(GIVEN RECORDS begins)

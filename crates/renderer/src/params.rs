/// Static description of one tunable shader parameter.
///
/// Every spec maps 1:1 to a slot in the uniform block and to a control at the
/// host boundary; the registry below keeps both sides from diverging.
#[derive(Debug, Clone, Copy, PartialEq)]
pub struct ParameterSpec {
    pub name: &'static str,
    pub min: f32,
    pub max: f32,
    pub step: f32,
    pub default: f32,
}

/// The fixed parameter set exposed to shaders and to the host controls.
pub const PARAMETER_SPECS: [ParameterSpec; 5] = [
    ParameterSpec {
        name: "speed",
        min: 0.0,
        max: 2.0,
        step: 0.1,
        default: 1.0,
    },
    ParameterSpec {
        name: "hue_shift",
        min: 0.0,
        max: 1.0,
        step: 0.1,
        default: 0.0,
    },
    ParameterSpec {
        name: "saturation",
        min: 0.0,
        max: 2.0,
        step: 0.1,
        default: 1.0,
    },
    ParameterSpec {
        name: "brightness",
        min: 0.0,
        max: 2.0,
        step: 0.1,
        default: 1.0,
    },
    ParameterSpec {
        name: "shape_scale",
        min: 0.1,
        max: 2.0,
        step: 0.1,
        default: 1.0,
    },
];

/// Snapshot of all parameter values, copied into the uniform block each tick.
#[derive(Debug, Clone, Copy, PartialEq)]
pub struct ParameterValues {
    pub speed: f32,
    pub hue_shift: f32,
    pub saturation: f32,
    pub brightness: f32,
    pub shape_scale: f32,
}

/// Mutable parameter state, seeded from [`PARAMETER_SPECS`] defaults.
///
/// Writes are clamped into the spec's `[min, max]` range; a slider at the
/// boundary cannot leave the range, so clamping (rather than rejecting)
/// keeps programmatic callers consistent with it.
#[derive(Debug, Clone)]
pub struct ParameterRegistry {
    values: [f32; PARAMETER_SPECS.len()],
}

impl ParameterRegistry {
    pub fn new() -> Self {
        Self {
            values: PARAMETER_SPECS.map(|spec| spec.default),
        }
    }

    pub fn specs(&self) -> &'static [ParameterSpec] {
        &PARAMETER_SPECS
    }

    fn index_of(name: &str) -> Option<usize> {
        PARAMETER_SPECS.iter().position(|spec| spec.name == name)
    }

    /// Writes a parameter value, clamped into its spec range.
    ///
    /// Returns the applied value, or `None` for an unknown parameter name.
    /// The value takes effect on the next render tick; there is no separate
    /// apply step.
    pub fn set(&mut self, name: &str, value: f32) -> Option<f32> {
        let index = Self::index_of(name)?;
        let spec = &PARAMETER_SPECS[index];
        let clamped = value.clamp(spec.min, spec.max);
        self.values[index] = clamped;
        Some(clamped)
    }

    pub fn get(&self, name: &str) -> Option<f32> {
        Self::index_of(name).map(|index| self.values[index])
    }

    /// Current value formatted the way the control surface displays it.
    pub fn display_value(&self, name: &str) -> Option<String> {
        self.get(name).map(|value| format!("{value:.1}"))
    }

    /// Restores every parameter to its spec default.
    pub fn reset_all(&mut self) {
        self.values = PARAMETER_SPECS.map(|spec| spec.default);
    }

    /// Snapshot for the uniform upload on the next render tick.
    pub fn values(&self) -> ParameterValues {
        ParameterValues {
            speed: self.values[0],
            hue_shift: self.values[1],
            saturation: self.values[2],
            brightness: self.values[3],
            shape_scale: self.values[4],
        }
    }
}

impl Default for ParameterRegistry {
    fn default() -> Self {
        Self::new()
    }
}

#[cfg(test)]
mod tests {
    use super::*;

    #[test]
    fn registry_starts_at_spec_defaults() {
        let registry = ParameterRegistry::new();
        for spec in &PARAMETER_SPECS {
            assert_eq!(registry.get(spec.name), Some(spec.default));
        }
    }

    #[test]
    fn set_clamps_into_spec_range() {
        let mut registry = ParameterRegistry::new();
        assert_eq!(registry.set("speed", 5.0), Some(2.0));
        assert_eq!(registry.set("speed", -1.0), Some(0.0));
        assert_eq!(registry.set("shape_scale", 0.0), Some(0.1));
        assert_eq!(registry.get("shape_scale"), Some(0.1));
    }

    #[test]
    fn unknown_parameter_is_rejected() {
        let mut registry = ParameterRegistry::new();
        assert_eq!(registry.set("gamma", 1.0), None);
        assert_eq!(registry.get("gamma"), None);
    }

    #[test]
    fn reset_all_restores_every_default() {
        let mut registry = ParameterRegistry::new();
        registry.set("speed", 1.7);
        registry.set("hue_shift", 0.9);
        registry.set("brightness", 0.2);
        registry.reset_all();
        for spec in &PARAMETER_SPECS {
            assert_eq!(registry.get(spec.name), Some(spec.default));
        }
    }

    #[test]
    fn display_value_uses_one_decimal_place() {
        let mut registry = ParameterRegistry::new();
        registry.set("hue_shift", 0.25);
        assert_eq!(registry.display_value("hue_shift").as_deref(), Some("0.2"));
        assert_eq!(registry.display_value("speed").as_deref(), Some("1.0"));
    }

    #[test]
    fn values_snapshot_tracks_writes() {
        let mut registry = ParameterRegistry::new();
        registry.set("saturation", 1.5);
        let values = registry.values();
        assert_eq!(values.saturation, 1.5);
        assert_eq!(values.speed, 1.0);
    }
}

(GIVEN RECORDS ends)

■ WHAT IS EXPECTED
Check each line above for the string "keeps" and return those that contain it.

■ SOLUTION TO THE PROBLEM
/// host boundary; the registry below keeps both sides from diverging.
/// keeps programmatic callers consistent with it.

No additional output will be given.